(Data excerpts)

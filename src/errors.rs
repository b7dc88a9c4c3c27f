use actix_web::{http::StatusCode, HttpResponse, ResponseError};
use serde::Serialize;
use thiserror::Error;

#[derive(Debug, Clone, Error)]
pub enum AppError {
    #[error("Invalid input: {0}")]
    InvalidInput(String),

    #[error("Upstream unavailable: {0}")]
    UpstreamUnavailable(String),

    #[error("Malformed upstream response: {0}")]
    MalformedUpstreamResponse(String),

    #[error("Normalization produced no content: {0}")]
    NormalizationEmpty(String),

    #[error("Configuration error: {0}")]
    Configuration(String),

    #[error("Internal server error: {0}")]
    InternalError(String),
}

impl AppError {
    pub fn error_code(&self) -> &'static str {
        match self {
            AppError::InvalidInput(_) => "INVALID_INPUT",
            AppError::UpstreamUnavailable(_) => "UPSTREAM_UNAVAILABLE",
            AppError::MalformedUpstreamResponse(_) => "MALFORMED_UPSTREAM_RESPONSE",
            AppError::NormalizationEmpty(_) => "NORMALIZATION_EMPTY",
            AppError::Configuration(_) => "CONFIGURATION_ERROR",
            AppError::InternalError(_) => "INTERNAL_ERROR",
        }
    }
}

#[derive(Debug, Serialize)]
pub struct ErrorResponse {
    pub error: String,
    pub code: u16,
    pub kind: &'static str,
}

impl ResponseError for AppError {
    fn status_code(&self) -> StatusCode {
        match self {
            AppError::InvalidInput(_) => StatusCode::BAD_REQUEST,
            AppError::UpstreamUnavailable(_) => StatusCode::BAD_GATEWAY,
            AppError::MalformedUpstreamResponse(_) => StatusCode::BAD_GATEWAY,
            AppError::NormalizationEmpty(_) => StatusCode::INTERNAL_SERVER_ERROR,
            AppError::Configuration(_) => StatusCode::SERVICE_UNAVAILABLE,
            AppError::InternalError(_) => StatusCode::INTERNAL_SERVER_ERROR,
        }
    }

    fn error_response(&self) -> HttpResponse {
        HttpResponse::build(self.status_code()).json(ErrorResponse {
            error: self.to_string(),
            code: self.status_code().as_u16(),
            kind: self.error_code(),
        })
    }
}

impl From<validator::ValidationErrors> for AppError {
    fn from(err: validator::ValidationErrors) -> Self {
        AppError::InvalidInput(err.to_string())
    }
}

impl From<reqwest::Error> for AppError {
    fn from(err: reqwest::Error) -> Self {
        AppError::UpstreamUnavailable(err.to_string())
    }
}

pub type AppResult<T> = Result<T, AppError>;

__Exercise directions__:
Looking at the data, how many lines hold the string "ValidationErrors"? Reply with the number alone.

__Output for this task__:
2